Nel libro di sala del Macerata Opera Festival 2021 dello Sferisterio leggo un interessante articolo sul decennio di costruzione dell’arena, incentrato in maniera precipua sulle vicende che hanno condotto alla realizzazione dell’arena maceratese. L’autore, dopo un’ampia dissertazione sulle travagliate fasi preliminari del cantiere, chiude il proprio scritto con alcune affermazioni che, a mio giudizio, tenderebbero a sminuire l’originalità dell’apporto progettuale di Ireneo Aleandri. Non voglio entrare nelle dispute tra Aleandristi e Innocenzisti, che tanto appassionarono negli anni ‘30 del secolo scorso gli storici Spadoni e Cordoni e, più recentemente, l’architetto Capici e il professor Piancatelli; la paternità dell’architetto settempedano è ormai assodata, è indiscutibile. Questo attuale tentativo di ridurre l’opera dell’autore a una mera collazione – così si tende ad affermare – di indicazioni di accademie e “soluzioni precedenti”, è, a mio avviso, fuorviante e completamente errato.
Se è vero, come è stato più volte scritto, che l’area di sedime dell’arena fosse già individuata e che il muro di battuta spiccava ormai dalle fondazioni, è altrettanto vero che le mirabili soluzioni architettoniche scelte per l’involucro di quello spazio sono frutto originale dell’architetto. Mi riferisco in particolare al prospetto convesso esterno, caratterizzato da quelle bucature vignolesche che si ripetono all’infinito facendo assumere all’insieme una forza espressiva di matrice dichiaratamente purista. Questo elemento modulare, impiegato qui dall’Aleandri per la prima volta, divenne poi una cifra identificativa di molti suoi lavori, tanto che la replicò in numerose altri progetti. Alla vibrante compattezza del fronte esterno fa da contrappunto l’aereo fronte interno, in cui il classico schema vitruviano del teatro, così come mediato da Palladio, viene adottato per risolvere la necessità di realizzare i palchi per i cento condomini: il risultato è quel colonnato d’ordine gigante che oggi desta ammirazione in chiunque entri in arena.

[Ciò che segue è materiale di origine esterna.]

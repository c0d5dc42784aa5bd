use std::fmt;
use std::path::{Path, PathBuf};
use std::str::FromStr;

use anyhow::{Context, Result};
use serde::{Deserialize, Serialize};

use crate::error::CoreError;

/// Paramètres d'extraction, identiques pour tout le corpus.
///
/// There is exactly one value of this type in a run, [`FeatureConfig::STANDARD`].
/// It is threaded explicitly into the extractor, the adapters, the aggregator
/// and the training builder, and recorded verbatim in the corpus metadata.
///
/// # Example
/// ```
/// use cp_core::config::FeatureConfig;
/// let config = FeatureConfig::STANDARD;
/// assert_eq!(config.n_chroma, 12);
/// assert_eq!(config.frame_count(22050), 44);
/// ```
#[derive(Clone, Copy, Debug, PartialEq, Eq, Deserialize, Serialize)]
pub struct FeatureConfig {
    /// Taux d'échantillonnage cible (Hz). Tout l'audio est rééchantillonné ici.
    pub sample_rate: u32,
    /// Hop between successive analysis frames, in samples.
    pub hop_length: usize,
    /// FFT window size, in samples.
    pub n_fft: usize,
    /// Nombre de bandes mel.
    pub n_mels: usize,
    /// Number of pitch-class bins.
    pub n_chroma: usize,
    /// Number of cepstral coefficients kept.
    pub n_mfcc: usize,
}

impl FeatureConfig {
    /// The one configuration every corpus is built with.
    pub const STANDARD: Self = Self {
        sample_rate: 22050,
        hop_length: 512,
        n_fft: 2048,
        n_mels: 128,
        n_chroma: 12,
        n_mfcc: 13,
    };

    /// Number of centered analysis frames for `len` samples (0 for empty input).
    #[must_use]
    pub fn frame_count(&self, len: usize) -> usize {
        if len == 0 || self.hop_length == 0 {
            0
        } else {
            1 + len / self.hop_length
        }
    }

    /// Number of non-negative frequency bins of one FFT frame.
    #[must_use]
    pub fn n_bins(&self) -> usize {
        self.n_fft / 2 + 1
    }
}

impl Default for FeatureConfig {
    fn default() -> Self {
        Self::STANDARD
    }
}

/// The dataset sources the pipeline knows how to read.
///
/// # Example
/// ```
/// use cp_core::config::SourceKind;
/// let kind: SourceKind = "idmt-guitar".parse().unwrap();
/// assert_eq!(kind, SourceKind::Idmt);
/// assert_eq!(kind.to_string(), "idmt-guitar");
/// ```
#[derive(Clone, Copy, Debug, PartialEq, Eq, PartialOrd, Ord, Hash, Deserialize, Serialize)]
pub enum SourceKind {
    /// Structured source: `<performer>_<chord>_<style>.wav`.
    #[serde(rename = "guitarset")]
    GuitarSet,
    /// Unstructured source: chord inferred from the filename.
    #[serde(rename = "idmt-guitar")]
    Idmt,
}

impl SourceKind {
    /// All sources, in invocation order.
    pub const ALL: [Self; 2] = [Self::GuitarSet, Self::Idmt];

    /// Identifiant CLI / TOML.
    #[must_use]
    pub fn as_str(self) -> &'static str {
        match self {
            Self::GuitarSet => "guitarset",
            Self::Idmt => "idmt-guitar",
        }
    }
}

impl fmt::Display for SourceKind {
    fn fmt(&self, f: &mut fmt::Formatter<'_>) -> fmt::Result {
        f.write_str(self.as_str())
    }
}

impl FromStr for SourceKind {
    type Err = CoreError;

    fn from_str(s: &str) -> Result<Self, Self::Err> {
        match s.trim().to_lowercase().as_str() {
            "guitarset" => Ok(Self::GuitarSet),
            "idmt-guitar" | "idmt" => Ok(Self::Idmt),
            other => Err(CoreError::UnknownSource {
                name: other.to_string(),
            }),
        }
    }
}

/// Configuration du lancement : où lire, où écrire, quelles sources.
///
/// Sérialisable en TOML. Chaque champ a une valeur par défaut saine. The
/// feature-extraction parameters are deliberately absent: they are
/// [`FeatureConfig::STANDARD`] and cannot be overridden.
///
/// # Example
/// ```
/// use cp_core::config::PipelineConfig;
/// let config = PipelineConfig::default();
/// assert_eq!(config.progress_every_guitarset, 50);
/// assert!(config.seed.is_none());
/// ```
#[derive(Clone, Debug, PartialEq, Eq, Deserialize, Serialize)]
pub struct PipelineConfig {
    /// Répertoire racine contenant `guitarset/` et `idmt-guitar/`.
    pub dataset_root: PathBuf,
    /// Destination directory for the corpus and the training artifact.
    pub output_dir: PathBuf,
    /// Corpus document filename, inside `output_dir`.
    pub corpus_file: String,
    /// Training artifact filename, inside `output_dir`.
    pub training_file: String,
    /// Sources to run, in this order.
    pub sources: Vec<SourceKind>,
    /// Seed for the fallback chord draw. None = OS entropy.
    pub seed: Option<u64>,
    /// Extract files on the rayon pool instead of sequentially.
    pub parallel: bool,
    /// Progress log period for the structured source.
    pub progress_every_guitarset: usize,
    /// Progress log period for the unstructured source.
    pub progress_every_idmt: usize,
}

impl Default for PipelineConfig {
    fn default() -> Self {
        Self {
            dataset_root: PathBuf::from("datasets"),
            output_dir: PathBuf::from("datasets/processed"),
            corpus_file: "chord_corpus.json".to_string(),
            training_file: "training_data.bin".to_string(),
            sources: SourceKind::ALL.to_vec(),
            seed: None,
            parallel: false,
            progress_every_guitarset: 50,
            progress_every_idmt: 100,
        }
    }
}

impl PipelineConfig {
    /// Clamp numeric fields and normalise the source list.
    /// Called after TOML deserialization.
    pub fn clamp_all(&mut self) {
        self.progress_every_guitarset = self.progress_every_guitarset.max(1);
        self.progress_every_idmt = self.progress_every_idmt.max(1);
        // invocation order is fixed regardless of how the list was written
        self.sources.sort();
        self.sources.dedup();
    }

    /// Full path of the corpus document.
    #[must_use]
    pub fn corpus_path(&self) -> PathBuf {
        self.output_dir.join(&self.corpus_file)
    }

    /// Full path of the training artifact.
    #[must_use]
    pub fn training_path(&self) -> PathBuf {
        self.output_dir.join(&self.training_file)
    }

    /// Progress period for the given source.
    #[must_use]
    pub fn progress_every(&self, kind: SourceKind) -> usize {
        match kind {
            SourceKind::GuitarSet => self.progress_every_guitarset,
            SourceKind::Idmt => self.progress_every_idmt,
        }
    }
}

/// Structure TOML intermédiaire pour désérialisation avec valeurs optionnelles.
#[derive(Deserialize)]
struct ConfigFile {
    pipeline: Option<PipelineSection>,
    sources: Option<SourcesSection>,
}

/// Pipeline section, all fields optional for partial override.
#[derive(Deserialize)]
struct PipelineSection {
    dataset_root: Option<PathBuf>,
    output_dir: Option<PathBuf>,
    corpus_file: Option<String>,
    training_file: Option<String>,
    seed: Option<u64>,
    parallel: Option<bool>,
}

/// Sources section, all fields optional.
#[derive(Deserialize)]
struct SourcesSection {
    enabled: Option<Vec<SourceKind>>,
    progress_every_guitarset: Option<usize>,
    progress_every_idmt: Option<usize>,
}

/// Charge un fichier TOML et fusionne avec les valeurs par défaut.
///
/// # Errors
/// Returns an error if the file cannot be read or parsed, or names no source.
///
/// # Example
/// ```no_run
/// use cp_core::config::load_config;
/// use std::path::Path;
/// let config = load_config(Path::new("config/default.toml")).unwrap();
/// ```
pub fn load_config(path: &Path) -> Result<PipelineConfig> {
    let content = std::fs::read_to_string(path)
        .with_context(|| format!("Impossible de lire {}", path.display()))?;
    let config = parse_config(&content)
        .with_context(|| format!("Erreur de parsing TOML dans {}", path.display()))?;
    log::info!("Configuration chargée depuis {}", path.display());
    Ok(config)
}

/// Parse TOML text into a [`PipelineConfig`], merged over the defaults.
///
/// # Errors
/// Returns an error on malformed TOML or an empty source list.
pub fn parse_config(content: &str) -> Result<PipelineConfig> {
    let file: ConfigFile = toml::from_str(content)?;
    let mut config = PipelineConfig::default();

    if let Some(p) = file.pipeline {
        if let Some(v) = p.dataset_root {
            config.dataset_root = v;
        }
        if let Some(v) = p.output_dir {
            config.output_dir = v;
        }
        if let Some(v) = p.corpus_file {
            config.corpus_file = v;
        }
        if let Some(v) = p.training_file {
            config.training_file = v;
        }
        if p.seed.is_some() {
            config.seed = p.seed;
        }
        if let Some(v) = p.parallel {
            config.parallel = v;
        }
    }

    if let Some(s) = file.sources {
        if let Some(v) = s.enabled {
            if v.is_empty() {
                return Err(CoreError::Config("sources.enabled est vide".into()).into());
            }
            config.sources = v;
        }
        if let Some(v) = s.progress_every_guitarset {
            config.progress_every_guitarset = v;
        }
        if let Some(v) = s.progress_every_idmt {
            config.progress_every_idmt = v;
        }
    }

    config.clamp_all();
    Ok(config)
}

#[cfg(test)]
mod tests {
    use super::*;

    #[test]
    fn frame_count_follows_centered_framing() {
        let c = FeatureConfig::STANDARD;
        assert_eq!(c.frame_count(0), 0);
        assert_eq!(c.frame_count(1), 1);
        assert_eq!(c.frame_count(511), 1);
        assert_eq!(c.frame_count(512), 2);
        assert_eq!(c.n_bins(), 1025);
    }

    #[test]
    fn partial_toml_overrides_defaults() -> Result<()> {
        let config = parse_config(
            r#"
            [pipeline]
            dataset_root = "/data/raw"
            seed = 7

            [sources]
            enabled = ["idmt-guitar", "guitarset"]
            progress_every_idmt = 0
            "#,
        )?;
        assert_eq!(config.dataset_root, PathBuf::from("/data/raw"));
        assert_eq!(config.output_dir, PathBuf::from("datasets/processed"));
        assert_eq!(config.seed, Some(7));
        assert_eq!(config.sources, vec![SourceKind::GuitarSet, SourceKind::Idmt]);
        assert_eq!(config.progress_every_idmt, 1);
        assert_eq!(config.progress_every_guitarset, 50);
        Ok(())
    }

    #[test]
    fn empty_source_list_is_rejected() {
        assert!(parse_config("[sources]\nenabled = []\n").is_err());
    }

    #[test]
    fn unknown_source_name_is_an_error() {
        assert!("midi".parse::<SourceKind>().is_err());
        assert!(parse_config("[sources]\nenabled = [\"midi\"]\n").is_err());
    }

    #[test]
    fn load_config_reads_file() -> Result<()> {
        let dir = tempfile::tempdir()?;
        let path = dir.path().join("chordprep.toml");
        std::fs::write(&path, "[pipeline]\nparallel = true\n")?;
        let config = load_config(&path)?;
        assert!(config.parallel);
        assert_eq!(config.corpus_path(), PathBuf::from("datasets/processed/chord_corpus.json"));
        Ok(())
    }

    #[test]
    fn shipped_default_file_matches_defaults() -> Result<()> {
        let shipped = parse_config(include_str!("../../../config/default.toml"))?;
        assert_eq!(shipped, PipelineConfig::default());
        Ok(())
    }
}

Chi conosce l’album dei disegni d’accademia dell’Aleandri sa come l’architetto si fosse già messo alla prova con un tema simile, probabilmente sotto la sapiente guida del proprio maestro Raffaele Stern. Il primo progetto dello Sferisterio, vedeva risolto questo tema con un più banale prospetto, simile a quello di un teatro del melodramma, con l’inevitabile fuori scala che ne sarebbe derivato. Il fatto poi, come si legge oltre nell’articolo, che a un che un certo punto l’Aleandri (chiamato al Lido di Fermo per seguire le opere di costruzione della villa di Girolamo Bonaparte) abbia lasciato la direzione dei lavori dell’arena maceratese, non sminuisce il valore e l’originalità del progetto e lo dovrebbe sapere chi sa ben distinguere tra progettazione, ovvero ideazione di un’opera architettonica, e direzione dei lavori, ovvero sua materiale esecuzione. Questa, forse, a mo’ di risarcimento del torto subito, fu affidata proprio al primo progettista Salvatore Innocenzi, del quale, peraltro, non si ricordano altre significative opere.